Comparison related to geometric types is performed by FPeq
macro and similars defined in geo_decls.h. This intends to give
tolerance to the comparisons.

A
FPeq: |<=e-|-e=>| (<= means inclusive, e = epsilon = tolerance)
FPne: ->| e | e |<- (<- means exclusive)
FPlt: | e |<-
FPle: |<=e |
FPgt: ->| e |
FPge: | e=>|

These seems reasonable ignoring the tolerance amount issue.

- Consistency between index and non-index scans.

GIST supports geometric types.

=# create table tpnt1(id int, p point);
=# insert into tpnt1 (select i + 200, point(i*1.0e-6 / 100.0, i * 1.0e-6 / 100.0) from generate_series(-200, 200) as i);
=# create index on tpnt1 using gist (p);
=# set enable_seqscan to false;
=# set enable_bitmapscan to true;
=# select count(*) from tpnt1 where p ~= point(0, 0);
201
=# select count(*) from tpnt1 where p << point(0, 0);
100
=# set enable_seqscan to true;
=# set enable_bitmapscan to false;
=# select count(*) from tpnt1 where p ~= point(0, 0);
201
=# select count(*) from tpnt1 where p << point(0, 0);
100

At least for the point type, (bitmap) index scan is consistent
with sequential scan. I remember that the issue was
"inconsistency between indexed and non-indexed scans over
geometric types" but they seem consistent with each other.

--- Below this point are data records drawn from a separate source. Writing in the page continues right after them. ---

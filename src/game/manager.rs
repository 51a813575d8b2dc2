use std::sync::Arc;

use dashmap::DashMap;
use log::{debug, info};

use super::session::{GameEvents, GameSession};
use crate::config::GameOptions;
use crate::error::{Error, Result};

/// Active games indexed by id
///
/// Starting a game under an id that is already in use closes the old game
/// and its engine first.
#[derive(Debug, Default)]
pub struct GameManager {
    games: DashMap<String, Arc<GameSession>>,
}

impl GameManager {
    pub fn new() -> Self {
        Self::default()
    }

    pub async fn start_game(&self, id: &str, options: &GameOptions) -> Result<(Arc<GameSession>, GameEvents)> {
        if let Some((_, previous)) = self.games.remove(id) {
            info!("Replacing running game {}", id);
            previous.close().await;
        }

        let (session, events) = GameSession::start(id, options).await?;
        let session = Arc::new(session);
        self.games.insert(id.to_string(), Arc::clone(&session));
        Ok((session, events))
    }

    pub fn get(&self, id: &str) -> Result<Arc<GameSession>> {
        self.games
            .get(id)
            .map(|entry| Arc::clone(entry.value()))
            .ok_or_else(|| Error::GameNotFound(id.to_string()))
    }

    pub fn game_ids(&self) -> Vec<String> {
        self.games.iter().map(|entry| entry.key().clone()).collect()
    }

    pub async fn end_game(&self, id: &str) -> Result<()> {
        let (_, session) = self
            .games
            .remove(id)
            .ok_or_else(|| Error::GameNotFound(id.to_string()))?;
        session.close().await;
        debug!("Game {} ended", id);
        Ok(())
    }

    /// Close every game, e.g. on shutdown.
    pub async fn end_all(&self) {
        let sessions: Vec<Arc<GameSession>> = self
            .games
            .iter()
            .map(|entry| Arc::clone(entry.value()))
            .collect();
        self.games.clear();

        for session in sessions {
            session.close().await;
        }
        info!("All games closed");
    }
}

#[cfg(all(test, unix))]
mod tests {
    use super::*;
    use crate::config::ComputerOptions;
    use crate::engine::testing::{FakeEngine, ANSWER_E5};

    #[tokio::test]
    async fn start_get_and_end() {
        let manager = GameManager::new();
        let (session, _events) = manager.start_game("local", &GameOptions::default()).await.unwrap();
        session.submit_move("d4").unwrap();

        let fetched = manager.get("local").unwrap();
        assert_eq!(fetched.board().san_history(), vec!["d4"]);
        assert_eq!(manager.game_ids(), vec!["local".to_string()]);

        manager.end_game("local").await.unwrap();
        assert!(matches!(manager.get("local"), Err(Error::GameNotFound(_))));
        assert!(matches!(manager.end_game("local").await, Err(Error::GameNotFound(_))));
    }

    #[tokio::test]
    async fn restarting_an_id_closes_the_old_engine() {
        let fake = FakeEngine::new(ANSWER_E5);
        let options = GameOptions {
            computer: Some(ComputerOptions {
                engine_path: "/bin/sh".into(),
                engine_args: fake.args(),
                ..ComputerOptions::default()
            }),
            ..GameOptions::default()
        };

        let manager = GameManager::new();
        let (first, _events) = manager.start_game("vs", &options).await.unwrap();
        let (second, _events) = manager.start_game("vs", &options).await.unwrap();

        assert!(!first.engine().unwrap().is_alive());
        assert!(second.engine().unwrap().is_alive());
        manager.end_all().await;
        assert!(!second.engine().unwrap().is_alive());
        assert!(manager.game_ids().is_empty());
    }
}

You mentioned b-tree, which don't have predefined opclass for
geometric types. So the "inconsistency" may be mentioning the
difference between geometric values and combinations of plain
(first-class) values. But the two are different things and
apparently using different operators (~= and = for equality) so
the issue is not fit for this. More specifically, "p ~= p0" and
"x = x0 and y = y0" are completely different.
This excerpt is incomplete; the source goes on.